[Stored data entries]
[Start of Attachment]

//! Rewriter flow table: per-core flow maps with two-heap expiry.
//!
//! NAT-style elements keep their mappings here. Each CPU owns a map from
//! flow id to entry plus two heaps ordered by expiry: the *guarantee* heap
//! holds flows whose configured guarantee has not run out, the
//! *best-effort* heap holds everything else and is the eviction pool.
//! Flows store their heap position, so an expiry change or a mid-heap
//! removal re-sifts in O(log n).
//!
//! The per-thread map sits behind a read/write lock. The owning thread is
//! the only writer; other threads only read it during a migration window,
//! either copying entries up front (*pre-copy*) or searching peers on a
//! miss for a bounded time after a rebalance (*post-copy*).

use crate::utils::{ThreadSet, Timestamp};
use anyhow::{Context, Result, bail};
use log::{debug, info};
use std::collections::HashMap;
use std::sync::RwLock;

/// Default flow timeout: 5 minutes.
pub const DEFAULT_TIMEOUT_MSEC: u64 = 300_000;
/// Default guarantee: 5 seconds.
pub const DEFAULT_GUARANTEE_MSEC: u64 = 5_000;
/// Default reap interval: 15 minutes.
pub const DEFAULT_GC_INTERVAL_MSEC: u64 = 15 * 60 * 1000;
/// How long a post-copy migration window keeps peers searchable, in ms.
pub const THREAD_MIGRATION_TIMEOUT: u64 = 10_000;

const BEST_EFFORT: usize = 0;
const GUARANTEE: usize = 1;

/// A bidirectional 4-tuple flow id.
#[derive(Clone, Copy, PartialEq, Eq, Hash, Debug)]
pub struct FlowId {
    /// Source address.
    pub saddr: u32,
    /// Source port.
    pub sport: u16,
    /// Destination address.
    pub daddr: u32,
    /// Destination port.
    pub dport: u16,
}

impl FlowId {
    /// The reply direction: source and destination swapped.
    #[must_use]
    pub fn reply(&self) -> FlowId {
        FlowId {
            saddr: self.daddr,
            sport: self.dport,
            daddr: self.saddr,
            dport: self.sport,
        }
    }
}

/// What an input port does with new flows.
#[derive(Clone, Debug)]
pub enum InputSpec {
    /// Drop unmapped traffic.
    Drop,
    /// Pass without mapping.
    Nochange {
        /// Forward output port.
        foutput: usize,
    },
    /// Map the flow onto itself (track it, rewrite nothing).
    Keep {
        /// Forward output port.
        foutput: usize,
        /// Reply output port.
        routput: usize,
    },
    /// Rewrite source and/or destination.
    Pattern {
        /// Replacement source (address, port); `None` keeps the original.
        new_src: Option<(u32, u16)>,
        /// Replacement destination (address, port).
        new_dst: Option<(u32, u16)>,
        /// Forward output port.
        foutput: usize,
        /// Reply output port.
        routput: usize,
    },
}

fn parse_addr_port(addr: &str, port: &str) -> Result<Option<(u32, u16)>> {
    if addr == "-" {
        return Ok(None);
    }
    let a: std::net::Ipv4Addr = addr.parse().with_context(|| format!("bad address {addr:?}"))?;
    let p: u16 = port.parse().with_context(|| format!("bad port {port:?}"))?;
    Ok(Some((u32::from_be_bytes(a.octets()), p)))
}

[End of Attachment]
[Start of Attachment]

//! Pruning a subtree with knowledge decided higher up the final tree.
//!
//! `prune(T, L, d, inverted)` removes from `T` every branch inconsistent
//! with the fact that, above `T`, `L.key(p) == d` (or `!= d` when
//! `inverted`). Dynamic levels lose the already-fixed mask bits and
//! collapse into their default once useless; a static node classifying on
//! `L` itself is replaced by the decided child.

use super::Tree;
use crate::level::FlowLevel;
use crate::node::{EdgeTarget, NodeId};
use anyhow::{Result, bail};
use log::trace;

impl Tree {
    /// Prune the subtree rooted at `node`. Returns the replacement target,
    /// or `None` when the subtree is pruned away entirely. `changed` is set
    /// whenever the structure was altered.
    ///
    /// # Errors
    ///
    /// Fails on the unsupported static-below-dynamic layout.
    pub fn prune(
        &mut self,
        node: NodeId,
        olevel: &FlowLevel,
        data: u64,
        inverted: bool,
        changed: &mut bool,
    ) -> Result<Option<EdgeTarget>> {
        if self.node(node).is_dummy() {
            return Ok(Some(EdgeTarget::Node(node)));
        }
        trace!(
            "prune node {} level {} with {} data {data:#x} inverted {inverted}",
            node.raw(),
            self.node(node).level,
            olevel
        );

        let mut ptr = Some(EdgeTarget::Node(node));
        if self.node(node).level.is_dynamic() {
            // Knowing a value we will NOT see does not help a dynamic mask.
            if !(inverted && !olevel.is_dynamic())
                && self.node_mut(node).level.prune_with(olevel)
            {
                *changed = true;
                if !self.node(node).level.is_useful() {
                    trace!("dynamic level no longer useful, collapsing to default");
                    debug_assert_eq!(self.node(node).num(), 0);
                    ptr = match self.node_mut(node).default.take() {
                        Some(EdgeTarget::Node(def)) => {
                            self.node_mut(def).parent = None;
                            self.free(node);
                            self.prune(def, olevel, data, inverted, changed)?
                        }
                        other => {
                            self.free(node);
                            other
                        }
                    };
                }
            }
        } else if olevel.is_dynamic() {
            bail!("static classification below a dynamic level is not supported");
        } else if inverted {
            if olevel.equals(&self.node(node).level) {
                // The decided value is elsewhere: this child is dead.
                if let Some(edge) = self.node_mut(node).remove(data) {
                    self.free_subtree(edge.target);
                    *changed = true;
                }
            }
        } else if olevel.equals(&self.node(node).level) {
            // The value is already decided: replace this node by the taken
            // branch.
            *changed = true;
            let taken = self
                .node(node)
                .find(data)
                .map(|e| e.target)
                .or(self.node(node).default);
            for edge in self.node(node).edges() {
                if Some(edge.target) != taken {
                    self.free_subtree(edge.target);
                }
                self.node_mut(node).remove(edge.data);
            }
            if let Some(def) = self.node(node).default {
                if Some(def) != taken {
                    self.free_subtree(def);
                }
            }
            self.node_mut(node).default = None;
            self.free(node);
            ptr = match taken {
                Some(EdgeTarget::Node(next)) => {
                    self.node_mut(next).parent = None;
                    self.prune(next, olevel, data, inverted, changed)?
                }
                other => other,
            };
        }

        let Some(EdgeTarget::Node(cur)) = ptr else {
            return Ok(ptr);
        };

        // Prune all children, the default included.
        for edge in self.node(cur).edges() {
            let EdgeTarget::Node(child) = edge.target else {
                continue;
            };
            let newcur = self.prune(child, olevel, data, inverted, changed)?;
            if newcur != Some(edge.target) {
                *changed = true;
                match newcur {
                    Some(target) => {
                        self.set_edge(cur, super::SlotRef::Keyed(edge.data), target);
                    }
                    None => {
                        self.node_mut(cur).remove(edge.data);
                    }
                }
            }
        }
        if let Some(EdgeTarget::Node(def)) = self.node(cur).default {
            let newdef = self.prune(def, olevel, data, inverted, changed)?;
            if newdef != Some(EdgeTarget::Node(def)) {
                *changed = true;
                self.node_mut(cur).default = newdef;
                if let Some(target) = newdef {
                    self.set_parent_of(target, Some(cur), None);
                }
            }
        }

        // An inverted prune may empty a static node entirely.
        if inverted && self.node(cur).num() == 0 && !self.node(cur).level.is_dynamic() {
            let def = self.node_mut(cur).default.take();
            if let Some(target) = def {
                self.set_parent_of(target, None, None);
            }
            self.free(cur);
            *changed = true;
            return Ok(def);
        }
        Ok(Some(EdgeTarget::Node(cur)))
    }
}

[End of Attachment]
[Start of Attachment]

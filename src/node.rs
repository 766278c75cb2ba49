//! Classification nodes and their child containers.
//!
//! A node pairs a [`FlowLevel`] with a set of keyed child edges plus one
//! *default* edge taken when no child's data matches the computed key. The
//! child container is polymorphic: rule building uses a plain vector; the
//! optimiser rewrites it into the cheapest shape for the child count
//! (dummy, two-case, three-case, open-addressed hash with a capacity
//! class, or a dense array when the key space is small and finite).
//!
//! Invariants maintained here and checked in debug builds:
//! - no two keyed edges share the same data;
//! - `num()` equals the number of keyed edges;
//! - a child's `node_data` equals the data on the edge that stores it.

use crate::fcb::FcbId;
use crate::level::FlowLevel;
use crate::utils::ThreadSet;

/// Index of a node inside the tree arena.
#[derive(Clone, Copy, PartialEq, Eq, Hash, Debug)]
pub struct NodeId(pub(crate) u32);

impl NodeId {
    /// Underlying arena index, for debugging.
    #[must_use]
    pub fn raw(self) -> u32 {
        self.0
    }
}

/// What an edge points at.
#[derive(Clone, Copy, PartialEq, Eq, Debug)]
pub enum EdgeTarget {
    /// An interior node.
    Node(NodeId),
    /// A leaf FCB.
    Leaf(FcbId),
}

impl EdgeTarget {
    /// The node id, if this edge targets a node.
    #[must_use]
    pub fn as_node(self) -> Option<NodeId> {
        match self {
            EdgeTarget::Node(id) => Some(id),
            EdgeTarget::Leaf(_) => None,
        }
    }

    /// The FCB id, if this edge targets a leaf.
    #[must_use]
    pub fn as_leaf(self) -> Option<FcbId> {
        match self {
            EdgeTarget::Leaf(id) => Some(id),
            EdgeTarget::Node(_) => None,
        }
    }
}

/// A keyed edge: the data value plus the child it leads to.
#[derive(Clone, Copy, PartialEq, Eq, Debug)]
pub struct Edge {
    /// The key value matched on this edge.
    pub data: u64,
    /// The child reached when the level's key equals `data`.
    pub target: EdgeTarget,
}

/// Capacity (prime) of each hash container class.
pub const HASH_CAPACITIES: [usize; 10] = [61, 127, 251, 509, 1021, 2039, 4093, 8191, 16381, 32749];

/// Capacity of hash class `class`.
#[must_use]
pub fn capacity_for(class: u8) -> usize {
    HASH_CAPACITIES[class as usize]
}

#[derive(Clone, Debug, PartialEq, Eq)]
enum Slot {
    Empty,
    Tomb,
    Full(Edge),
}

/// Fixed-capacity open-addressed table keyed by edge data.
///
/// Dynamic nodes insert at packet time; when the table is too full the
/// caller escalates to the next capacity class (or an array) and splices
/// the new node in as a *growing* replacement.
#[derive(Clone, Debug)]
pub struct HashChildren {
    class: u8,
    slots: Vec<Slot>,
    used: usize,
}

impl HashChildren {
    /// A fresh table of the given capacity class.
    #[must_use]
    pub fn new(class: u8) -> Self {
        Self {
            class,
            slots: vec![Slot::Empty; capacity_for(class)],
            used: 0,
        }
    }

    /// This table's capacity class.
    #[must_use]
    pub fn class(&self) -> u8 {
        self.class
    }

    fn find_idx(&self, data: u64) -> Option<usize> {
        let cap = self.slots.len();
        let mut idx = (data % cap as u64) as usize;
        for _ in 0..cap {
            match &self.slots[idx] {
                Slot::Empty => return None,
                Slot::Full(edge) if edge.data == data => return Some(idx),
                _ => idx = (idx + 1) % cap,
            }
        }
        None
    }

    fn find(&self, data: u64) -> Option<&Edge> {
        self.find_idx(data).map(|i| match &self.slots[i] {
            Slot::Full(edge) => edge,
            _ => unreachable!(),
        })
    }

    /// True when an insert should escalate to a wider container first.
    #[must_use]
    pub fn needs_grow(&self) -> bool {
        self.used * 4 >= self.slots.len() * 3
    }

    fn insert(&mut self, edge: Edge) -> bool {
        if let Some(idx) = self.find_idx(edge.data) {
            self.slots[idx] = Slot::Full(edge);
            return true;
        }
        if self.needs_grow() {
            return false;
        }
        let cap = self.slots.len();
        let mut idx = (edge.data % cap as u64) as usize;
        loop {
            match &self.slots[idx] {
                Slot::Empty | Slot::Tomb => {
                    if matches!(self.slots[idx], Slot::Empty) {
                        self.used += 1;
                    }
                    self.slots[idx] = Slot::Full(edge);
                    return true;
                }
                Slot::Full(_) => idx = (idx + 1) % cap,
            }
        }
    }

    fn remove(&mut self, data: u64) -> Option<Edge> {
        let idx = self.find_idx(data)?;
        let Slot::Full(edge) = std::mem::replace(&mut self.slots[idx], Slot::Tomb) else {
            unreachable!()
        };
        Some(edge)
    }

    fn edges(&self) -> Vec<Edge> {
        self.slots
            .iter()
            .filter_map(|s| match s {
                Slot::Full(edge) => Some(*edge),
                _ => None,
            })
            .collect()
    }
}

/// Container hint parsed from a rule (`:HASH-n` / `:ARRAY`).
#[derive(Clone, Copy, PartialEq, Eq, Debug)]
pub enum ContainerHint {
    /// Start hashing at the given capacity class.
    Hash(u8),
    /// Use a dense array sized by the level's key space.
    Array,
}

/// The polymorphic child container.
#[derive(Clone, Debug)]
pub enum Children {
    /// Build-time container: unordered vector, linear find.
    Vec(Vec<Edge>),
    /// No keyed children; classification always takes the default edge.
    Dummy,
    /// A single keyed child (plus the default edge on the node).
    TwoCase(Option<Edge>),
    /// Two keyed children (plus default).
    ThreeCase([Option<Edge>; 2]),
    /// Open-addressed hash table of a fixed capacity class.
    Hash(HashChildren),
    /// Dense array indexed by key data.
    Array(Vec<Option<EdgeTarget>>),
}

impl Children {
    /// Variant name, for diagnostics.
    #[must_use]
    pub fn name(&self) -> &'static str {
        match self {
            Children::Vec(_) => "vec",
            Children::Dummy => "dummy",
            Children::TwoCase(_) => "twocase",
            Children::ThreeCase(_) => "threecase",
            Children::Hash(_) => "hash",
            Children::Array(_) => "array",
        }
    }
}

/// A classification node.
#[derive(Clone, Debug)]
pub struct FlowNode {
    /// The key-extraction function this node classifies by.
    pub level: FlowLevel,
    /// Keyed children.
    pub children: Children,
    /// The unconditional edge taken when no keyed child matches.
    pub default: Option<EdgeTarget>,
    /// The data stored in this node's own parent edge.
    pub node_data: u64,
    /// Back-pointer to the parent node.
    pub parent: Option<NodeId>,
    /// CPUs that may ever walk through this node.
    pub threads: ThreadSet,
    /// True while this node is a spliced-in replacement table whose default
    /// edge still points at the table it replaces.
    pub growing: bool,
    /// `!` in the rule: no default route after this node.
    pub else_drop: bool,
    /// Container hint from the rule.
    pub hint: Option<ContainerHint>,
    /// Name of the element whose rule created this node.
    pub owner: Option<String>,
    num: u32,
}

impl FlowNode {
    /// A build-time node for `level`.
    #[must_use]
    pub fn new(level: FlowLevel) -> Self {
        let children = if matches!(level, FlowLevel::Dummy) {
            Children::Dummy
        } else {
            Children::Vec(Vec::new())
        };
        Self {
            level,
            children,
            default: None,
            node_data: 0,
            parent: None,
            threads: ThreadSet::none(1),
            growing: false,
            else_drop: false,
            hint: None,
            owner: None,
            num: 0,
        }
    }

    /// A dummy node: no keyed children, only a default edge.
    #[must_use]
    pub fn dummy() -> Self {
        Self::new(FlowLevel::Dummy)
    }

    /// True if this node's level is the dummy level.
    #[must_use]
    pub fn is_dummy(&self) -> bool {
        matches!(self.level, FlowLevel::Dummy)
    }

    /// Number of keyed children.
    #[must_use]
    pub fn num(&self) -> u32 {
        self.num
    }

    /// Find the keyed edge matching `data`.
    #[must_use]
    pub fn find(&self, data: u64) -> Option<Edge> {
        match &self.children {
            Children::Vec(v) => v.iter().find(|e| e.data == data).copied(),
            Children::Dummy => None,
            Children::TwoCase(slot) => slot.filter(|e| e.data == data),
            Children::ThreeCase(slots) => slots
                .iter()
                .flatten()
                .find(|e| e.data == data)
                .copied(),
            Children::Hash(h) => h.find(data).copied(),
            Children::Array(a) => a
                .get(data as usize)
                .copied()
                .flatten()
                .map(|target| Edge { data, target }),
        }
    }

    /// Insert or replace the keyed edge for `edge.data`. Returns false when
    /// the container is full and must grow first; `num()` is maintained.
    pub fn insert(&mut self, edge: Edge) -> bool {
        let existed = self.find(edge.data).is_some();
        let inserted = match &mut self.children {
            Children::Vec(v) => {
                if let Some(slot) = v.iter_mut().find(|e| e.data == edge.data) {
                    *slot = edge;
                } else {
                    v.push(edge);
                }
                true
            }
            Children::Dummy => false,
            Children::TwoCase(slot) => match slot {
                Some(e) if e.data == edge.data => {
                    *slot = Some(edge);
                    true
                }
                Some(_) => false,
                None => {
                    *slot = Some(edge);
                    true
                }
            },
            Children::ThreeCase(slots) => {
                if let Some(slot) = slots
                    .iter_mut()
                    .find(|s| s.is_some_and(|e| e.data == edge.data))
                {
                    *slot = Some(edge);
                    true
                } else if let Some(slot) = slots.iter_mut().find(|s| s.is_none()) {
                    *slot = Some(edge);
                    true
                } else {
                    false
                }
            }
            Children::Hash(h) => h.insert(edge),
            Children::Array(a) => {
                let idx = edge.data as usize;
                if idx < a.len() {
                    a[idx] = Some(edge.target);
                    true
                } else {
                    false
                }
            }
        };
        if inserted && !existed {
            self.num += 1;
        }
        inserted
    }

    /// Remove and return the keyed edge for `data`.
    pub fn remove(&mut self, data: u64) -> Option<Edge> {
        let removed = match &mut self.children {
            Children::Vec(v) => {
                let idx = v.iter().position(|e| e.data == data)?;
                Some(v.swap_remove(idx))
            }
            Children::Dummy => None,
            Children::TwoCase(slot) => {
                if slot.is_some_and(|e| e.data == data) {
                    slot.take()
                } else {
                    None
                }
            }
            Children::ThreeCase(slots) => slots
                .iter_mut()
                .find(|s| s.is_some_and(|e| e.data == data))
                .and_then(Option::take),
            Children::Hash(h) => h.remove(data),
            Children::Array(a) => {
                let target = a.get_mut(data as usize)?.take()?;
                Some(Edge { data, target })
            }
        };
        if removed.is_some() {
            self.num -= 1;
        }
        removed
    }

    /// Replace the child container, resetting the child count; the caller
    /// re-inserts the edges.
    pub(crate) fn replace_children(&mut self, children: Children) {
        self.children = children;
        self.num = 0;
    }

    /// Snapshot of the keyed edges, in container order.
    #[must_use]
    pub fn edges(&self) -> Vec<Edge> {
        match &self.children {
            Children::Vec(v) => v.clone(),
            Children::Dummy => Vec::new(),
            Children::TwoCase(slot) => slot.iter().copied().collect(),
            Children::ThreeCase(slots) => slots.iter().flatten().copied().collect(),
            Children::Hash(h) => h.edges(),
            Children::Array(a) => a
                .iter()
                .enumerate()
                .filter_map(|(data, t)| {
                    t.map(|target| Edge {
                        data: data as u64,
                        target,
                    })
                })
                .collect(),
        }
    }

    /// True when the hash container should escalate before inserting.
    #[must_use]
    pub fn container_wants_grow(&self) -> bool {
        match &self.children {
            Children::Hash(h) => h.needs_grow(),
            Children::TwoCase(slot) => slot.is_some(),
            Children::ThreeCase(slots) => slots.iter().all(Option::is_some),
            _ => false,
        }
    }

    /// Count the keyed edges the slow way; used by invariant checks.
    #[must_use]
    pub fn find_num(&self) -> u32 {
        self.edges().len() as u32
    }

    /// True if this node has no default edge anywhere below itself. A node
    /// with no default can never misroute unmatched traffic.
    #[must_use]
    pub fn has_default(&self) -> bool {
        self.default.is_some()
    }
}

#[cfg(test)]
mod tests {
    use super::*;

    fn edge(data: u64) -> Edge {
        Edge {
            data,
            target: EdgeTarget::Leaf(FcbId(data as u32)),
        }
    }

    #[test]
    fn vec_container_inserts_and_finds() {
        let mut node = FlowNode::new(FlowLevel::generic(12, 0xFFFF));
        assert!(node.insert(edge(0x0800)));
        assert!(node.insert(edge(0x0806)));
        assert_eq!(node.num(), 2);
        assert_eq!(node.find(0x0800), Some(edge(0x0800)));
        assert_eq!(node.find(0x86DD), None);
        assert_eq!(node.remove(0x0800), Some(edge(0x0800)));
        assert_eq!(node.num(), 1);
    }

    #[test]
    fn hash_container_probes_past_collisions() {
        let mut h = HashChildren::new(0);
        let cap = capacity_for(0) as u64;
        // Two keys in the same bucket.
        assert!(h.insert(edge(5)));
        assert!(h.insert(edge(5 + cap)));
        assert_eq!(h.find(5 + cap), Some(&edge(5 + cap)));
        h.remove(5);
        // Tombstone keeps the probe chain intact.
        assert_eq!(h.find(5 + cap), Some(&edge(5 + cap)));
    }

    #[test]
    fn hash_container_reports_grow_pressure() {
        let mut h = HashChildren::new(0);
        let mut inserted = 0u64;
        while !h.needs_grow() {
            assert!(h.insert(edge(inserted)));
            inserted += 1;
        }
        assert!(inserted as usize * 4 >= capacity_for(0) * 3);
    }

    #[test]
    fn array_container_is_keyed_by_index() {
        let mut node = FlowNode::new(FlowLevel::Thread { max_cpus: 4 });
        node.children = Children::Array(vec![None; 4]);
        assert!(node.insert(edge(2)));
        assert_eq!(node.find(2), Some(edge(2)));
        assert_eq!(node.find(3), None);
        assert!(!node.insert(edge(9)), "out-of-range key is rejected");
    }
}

[End of Attachment]

**Task to carry out:**
Among the lines above, return those that hold the word "taken".

**Output below:**
            // The value is already decided: replace this node by the taken
            let taken = self
                if Some(edge.target) != taken {
                if Some(def) != taken {
            ptr = match taken {
//! *default* edge taken when no child's data matches the computed key. The
    /// The unconditional edge taken when no keyed child matches.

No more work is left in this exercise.